Tak usah ikut bikin ruwet
Kalau saja mereka mengambil sikap menunggu dan melihat situasi kondisi, seperti menahan diri tidak turut bepergian jauh saat jalanan sangat padat mungkin dapat memberi andil dalam mengurangi keruwetan di jalan raya. Atau, memprioritaskan kalangan berkepentingan mengambil kesempatan melakukan pergerakan di luar, seperti saat libur Natal maka umat Kristiani lah yang paling berkepentingan menggelar perayaan sehingga kita beri kesempatan mereka secara leluasa bepergian ke tempat ibadah atau berlalu-lintas mengunjungi sanak saudara untuk menikmati kemeriahan Natal. Ini sebentuk toleransi dalam wajah lain yang lebih luas.

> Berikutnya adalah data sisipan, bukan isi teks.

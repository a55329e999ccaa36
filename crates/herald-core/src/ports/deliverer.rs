//! Deliverer port - 実際の配送（メール送信など）
//!
//! The worker loop hands each dequeued task to a `Deliverer`. Transport
//! details live behind this trait.

use async_trait::async_trait;

use crate::domain::{DeliveryError, Task, TaskKind};

/// Performs the side effect a task describes.
///
/// - `Ok(())`: delivered, the task becomes Sent.
/// - `Err(e)` with a transient kind: the task is retried.
/// - `Err(e)` with a permanent kind: the task fails without retry.
///
/// Panics are caught by the caller and treated as transient failures.
/// With more than one worker configured the deliverer is called concurrently.
#[async_trait]
pub trait Deliverer: Send + Sync {
    /// Kinds this deliverer has no branch for fail permanently without a call
    /// to `deliver`.
    fn supports(&self, _kind: TaskKind) -> bool {
        true
    }

    async fn deliver(&self, task: &Task) -> Result<(), DeliveryError>;
}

Sementara warga lain yang tidak memiliki urgensi untuk pergi lebih baik tidak ikut menambah beban jalanan dengan memaksakan diri beramai-ramai turut larut dalam euforia. Ada kalanya orang-orang pergi jalan-jalan hanya untuk memuaskan hasrat iseng daripada berdiam di rumah. Baik iseng maupun yang memaksakan diri sama-sama menyumbang andil menambah keruwetan di jalan-jalan raya, apalagi saat puncak musim liburan.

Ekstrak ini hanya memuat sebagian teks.